The practice of applying ice to an injury to reduce inflammation has been used for decades. The thing is, there’s ZERO peer-reviewed scientific evidence to support this practice. However, recent studies have shown that ice may affect the healing process.
The question is, “Why do many healthcare providers use ice on an injury to help reduce inflammation?”
The idea behind this practice is that ice impedes blood circulation to the injured area and minimizes swelling. But is this right? We’ll learn more from this article.
There’s nothing terrible about inflammation
Inflammation is not harmful — that’s a fact. It is a regular aspect of human physiology, so is there any reason why it should be stopped? You see, whenever a tissue is injured, the body makes attempts to remove the damaging stimulus and trigger the healing process.

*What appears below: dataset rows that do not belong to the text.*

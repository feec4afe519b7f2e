//! Venue scrapers, watchdogs and the trade collector.
//!
//! One scraper per venue owns a single WebSocket session, normalizes wire
//! messages into [`feeder_models::Trade`]s and emits them on a channel. A
//! global watchdog per scraper and a per-pair watchdog per subscription
//! provide liveness; the supervisor restarts scrapers that die.

pub mod binance;
pub mod coinbase;
pub mod collector;
pub mod cryptodotcom;
pub mod error;
pub mod gateio;
pub mod kraken;
pub mod kucoin;
pub mod simulation;
#[cfg(test)]
pub(crate) mod testutil;
pub mod watchdog;

pub use collector::run_collector;
pub use error::{ScraperError, ScraperResult};
pub use simulation::SwapQuoter;

use chrono::{DateTime, Utc};
use feeder_models::exchange::{
    BINANCE_EXCHANGE, COINBASE_EXCHANGE, CRYPTODOTCOM_EXCHANGE, GATEIO_EXCHANGE, KRAKEN_EXCHANGE,
    KUCOIN_EXCHANGE, SIMULATION_EXCHANGE, UNISWAPV2_EXCHANGE,
};
use feeder_models::{ExchangePair, Pool, Trade};
use feeder_ws::{SubscriptionTracker, WsResult};
use parking_lot::RwLock;
use std::collections::HashMap;
use std::future::Future;
use std::sync::Arc;
use std::time::{Duration, Instant};
use tokio::sync::mpsc;
use tokio_util::sync::CancellationToken;
use tracing::{error, info, warn};

/// Error budget of a fetch loop before the scraper gives up.
pub(crate) const MAX_ERR_COUNT: u32 = 20;
/// Wait before exiting once the error budget is exhausted.
pub(crate) const RESTART_WAIT_TIME: Duration = Duration::from_secs(5);
/// Pause between unsubscribe and subscribe during a pair resubscription.
pub(crate) const RESUBSCRIBE_SLEEP: Duration = Duration::from_secs(2);
/// Pause before the supervisor restarts a dead scraper.
const SCRAPER_RESTART_DELAY: Duration = Duration::from_secs(2);

/// Shared map of last trade times, keyed by the pair's foreign name.
/// The scraper's fetch loop writes, the watchdogs read.
pub(crate) type LastTradeTimes = Arc<RwLock<HashMap<String, DateTime<Utc>>>>;

/// External collaborators a scraper may need.
#[derive(Clone, Default)]
pub struct ScraperDeps {
    /// On-chain quoter for the simulation scraper.
    pub quoter: Option<Arc<dyn SwapQuoter>>,
}

/// Run one scraper for @exchange until it fails, its watchdog expires or
/// shutdown is requested.
///
/// Centralized venues are wrapped with the global watchdog: the wrapper
/// forwards trades to @trades_tx and cancels the scraper when no trade
/// arrived for the venue's watchdog delay.
pub async fn run_scraper_once(
    exchange: &str,
    pairs: Vec<ExchangePair>,
    pools: Vec<Pool>,
    trades_tx: mpsc::Sender<Trade>,
    shutdown: CancellationToken,
    deps: &ScraperDeps,
) -> ScraperResult<()> {
    match exchange {
        BINANCE_EXCHANGE => {
            run_watched(exchange, trades_tx, shutdown, move |tx, token| {
                binance::run(pairs, tx, token)
            })
            .await
        }
        COINBASE_EXCHANGE => {
            run_watched(exchange, trades_tx, shutdown, move |tx, token| {
                coinbase::run(pairs, tx, token)
            })
            .await
        }
        CRYPTODOTCOM_EXCHANGE => {
            run_watched(exchange, trades_tx, shutdown, move |tx, token| {
                cryptodotcom::run(pairs, tx, token)
            })
            .await
        }
        GATEIO_EXCHANGE => {
            run_watched(exchange, trades_tx, shutdown, move |tx, token| {
                gateio::run(pairs, tx, token)
            })
            .await
        }
        KRAKEN_EXCHANGE => {
            run_watched(exchange, trades_tx, shutdown, move |tx, token| {
                kraken::run(pairs, tx, token)
            })
            .await
        }
        KUCOIN_EXCHANGE => {
            run_watched(exchange, trades_tx, shutdown, move |tx, token| {
                kucoin::run(pairs, tx, token)
            })
            .await
        }
        UNISWAPV2_EXCHANGE | SIMULATION_EXCHANGE => {
            let quoter = deps
                .quoter
                .clone()
                .ok_or_else(|| ScraperError::MissingQuoter(exchange.to_string()))?;
            simulation::run(pools, quoter, trades_tx, shutdown).await
        }
        other => Err(ScraperError::UnsupportedExchange(other.to_string())),
    }
}

/// Wrap a venue scraper with the global watchdog.
async fn run_watched<F, Fut>(
    exchange: &str,
    trades_tx: mpsc::Sender<Trade>,
    shutdown: CancellationToken,
    scraper: F,
) -> ScraperResult<()>
where
    F: FnOnce(mpsc::Sender<Trade>, CancellationToken) -> Fut,
    Fut: Future<Output = ScraperResult<()>> + Send + 'static,
{
    let delay = Duration::from_secs(feeder_config::global_watchdog_delay(exchange).max(1) as u64);
    let child = shutdown.child_token();
    let (venue_tx, mut venue_rx) = mpsc::channel::<Trade>(32);
    let mut task = tokio::spawn(scraper(venue_tx, child.clone()));

    let mut last_trade = Instant::now();
    let mut wd_ticker = tokio::time::interval(delay);
    wd_ticker.tick().await; // the immediate first tick

    loop {
        tokio::select! {
            Some(trade) = venue_rx.recv() => {
                last_trade = Instant::now();
                if trades_tx.send(trade).await.is_err() {
                    child.cancel();
                    let _ = (&mut task).await;
                    return Err(ScraperError::ChannelClosed);
                }
            }
            result = &mut task => {
                return match result {
                    Ok(inner) => inner,
                    Err(e) => Err(ScraperError::TaskPanicked(e.to_string())),
                };
            }
            _ = wd_ticker.tick() => {
                if last_trade.elapsed() > delay {
                    warn!(
                        exchange,
                        elapsed_secs = last_trade.elapsed().as_secs(),
                        "Global watchdog expired, closing scraper"
                    );
                    child.cancel();
                    let _ = (&mut task).await;
                    return Err(ScraperError::WatchdogExpired {
                        exchange: exchange.to_string(),
                    });
                }
            }
            () = shutdown.cancelled() => {
                child.cancel();
                let _ = (&mut task).await;
                return Ok(());
            }
        }
    }
}

/// Supervisor over all scrapers.
///
/// Spawns one scraper per venue; each scraper signals its venue name on the
/// failover channel when it dies. The supervisor restarts it after a short
/// delay until shutdown.
pub async fn run_supervisor(
    exchangepair_map: HashMap<String, Vec<ExchangePair>>,
    pool_map: HashMap<String, Vec<Pool>>,
    trades_tx: mpsc::Sender<Trade>,
    shutdown: CancellationToken,
    deps: ScraperDeps,
) {
    let (failover_tx, mut failover_rx) = mpsc::channel::<String>(16);

    for exchange in exchangepair_map.keys().chain(pool_map.keys()) {
        spawn_scraper(
            exchange.clone(),
            &exchangepair_map,
            &pool_map,
            trades_tx.clone(),
            failover_tx.clone(),
            shutdown.clone(),
            deps.clone(),
        );
    }

    loop {
        tokio::select! {
            () = shutdown.cancelled() => return,
            Some(exchange) = failover_rx.recv() => {
                if shutdown.is_cancelled() {
                    return;
                }
                warn!(exchange = %exchange, "Restarting scraper after failover");
                tokio::time::sleep(SCRAPER_RESTART_DELAY).await;
                spawn_scraper(
                    exchange,
                    &exchangepair_map,
                    &pool_map,
                    trades_tx.clone(),
                    failover_tx.clone(),
                    shutdown.clone(),
                    deps.clone(),
                );
            }
        }
    }
}

fn spawn_scraper(
    exchange: String,
    exchangepair_map: &HashMap<String, Vec<ExchangePair>>,
    pool_map: &HashMap<String, Vec<Pool>>,
    trades_tx: mpsc::Sender<Trade>,
    failover_tx: mpsc::Sender<String>,
    shutdown: CancellationToken,
    deps: ScraperDeps,
) {
    let pairs = exchangepair_map.get(&exchange).cloned().unwrap_or_default();
    let pools = pool_map.get(&exchange).cloned().unwrap_or_default();
    tokio::spawn(async move {
        info!(exchange = %exchange, pairs = pairs.len(), pools = pools.len(), "Starting scraper");
        match run_scraper_once(&exchange, pairs, pools, trades_tx, shutdown.clone(), &deps).await {
            Ok(()) => info!(exchange = %exchange, "Scraper stopped"),
            Err(e) => error!(exchange = %exchange, error = %e, "Scraper died"),
        }
        if !shutdown.is_cancelled() {
            let _ = failover_tx.send(exchange).await;
        }
    });
}

/// Shared resubscription loop: per-pair watchdogs push expired pairs onto
/// the subscribe channel; each one is unsubscribed, left alone for two
/// seconds, then subscribed again.
pub(crate) async fn resubscribe_loop<F, Fut>(
    exchange: &'static str,
    mut subscribe_rx: mpsc::Receiver<ExchangePair>,
    subscriptions: Arc<SubscriptionTracker>,
    shutdown: CancellationToken,
    toggle: F,
) where
    F: Fn(ExchangePair, bool) -> Fut,
    Fut: Future<Output = WsResult<()>>,
{
    loop {
        tokio::select! {
            () = shutdown.cancelled() => return,
            maybe = subscribe_rx.recv() => {
                let Some(pair) = maybe else { return };
                subscriptions.mark_resubscribing(&pair.foreign_name);
                if let Err(e) = toggle(pair.clone(), false).await {
                    error!(exchange, pair = %pair.foreign_name, error = %e, "Unsubscribe failed");
                } else {
                    info!(exchange, pair = %pair.foreign_name, "Unsubscribed pair");
                }
                tokio::time::sleep(RESUBSCRIBE_SLEEP).await;
                match toggle(pair.clone(), true).await {
                    Ok(()) => {
                        subscriptions.mark_subscribing(&pair.foreign_name);
                        info!(exchange, pair = %pair.foreign_name, "Resubscribed pair");
                    }
                    Err(e) => {
                        error!(exchange, pair = %pair.foreign_name, error = %e, "Resubscribe failed");
                    }
                }
            }
        }
    }
}

/// Initialize the last-trade-time map so fresh subscriptions are not
/// immediately flagged stale.
pub(crate) fn init_last_trade_times(pairs: &[ExchangePair]) -> LastTradeTimes {
    let now = Utc::now();
    let map = pairs
        .iter()
        .map(|p| (p.foreign_name.clone(), now))
        .collect::<HashMap<_, _>>();
    Arc::new(RwLock::new(map))
}

/// Record a trade for the pair watchdogs.
pub(crate) fn touch_pair(times: &LastTradeTimes, foreign_name: &str, time: DateTime<Utc>) {
    times.write().insert(foreign_name.to_string(), time);
}

/// Spawn the per-pair watchdogs and the resubscription driver channel.
pub(crate) fn spawn_pair_watchdogs(
    pairs: &[ExchangePair],
    times: &LastTradeTimes,
    shutdown: &CancellationToken,
) -> mpsc::Receiver<ExchangePair> {
    let (subscribe_tx, subscribe_rx) = mpsc::channel::<ExchangePair>(16);
    for pair in pairs {
        let delay = Duration::from_secs(feeder_config::pair_watchdog_delay(pair).max(1) as u64);
        tokio::spawn(watchdog::pair_watchdog(
            pair.clone(),
            delay,
            times.clone(),
            subscribe_tx.clone(),
            shutdown.clone(),
        ));
    }
    subscribe_rx
}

The healing process includes increasing the circulation of blood and the flow of lymph to and from the affected area. This enhances the movement of inflammatory cells and nutrients to the injured site. On the other hand, the lymphatic system flushes out the waste and fluid accumulated due to inflammation.
Let’s talk about inflammation
The human body uses two systems of circulation. The major one is the blood circulatory system which includes the heart, arteries, and veins.
The lymphatic system is the second one. It comprises small bags that channel fluid to the heart. One thing about the lymphatic system is that it doesn’t have a pumping mechanism.
What powers the movement of lymphatic fluid is the activity and exercise of the surrounding muscles. Muscle activity causes a squeezing effect that pushes the fluid towards the direction of the heart. If there’s no movement, the swelling will remain and not be evacuated from the injured area.
Does the application of ice to inflamed tissues work?
Well, ice slows down the flow of blood to the injured site. Of course, this will reduce the pain by numbing pain receptors, but the swelling may not readily be removed.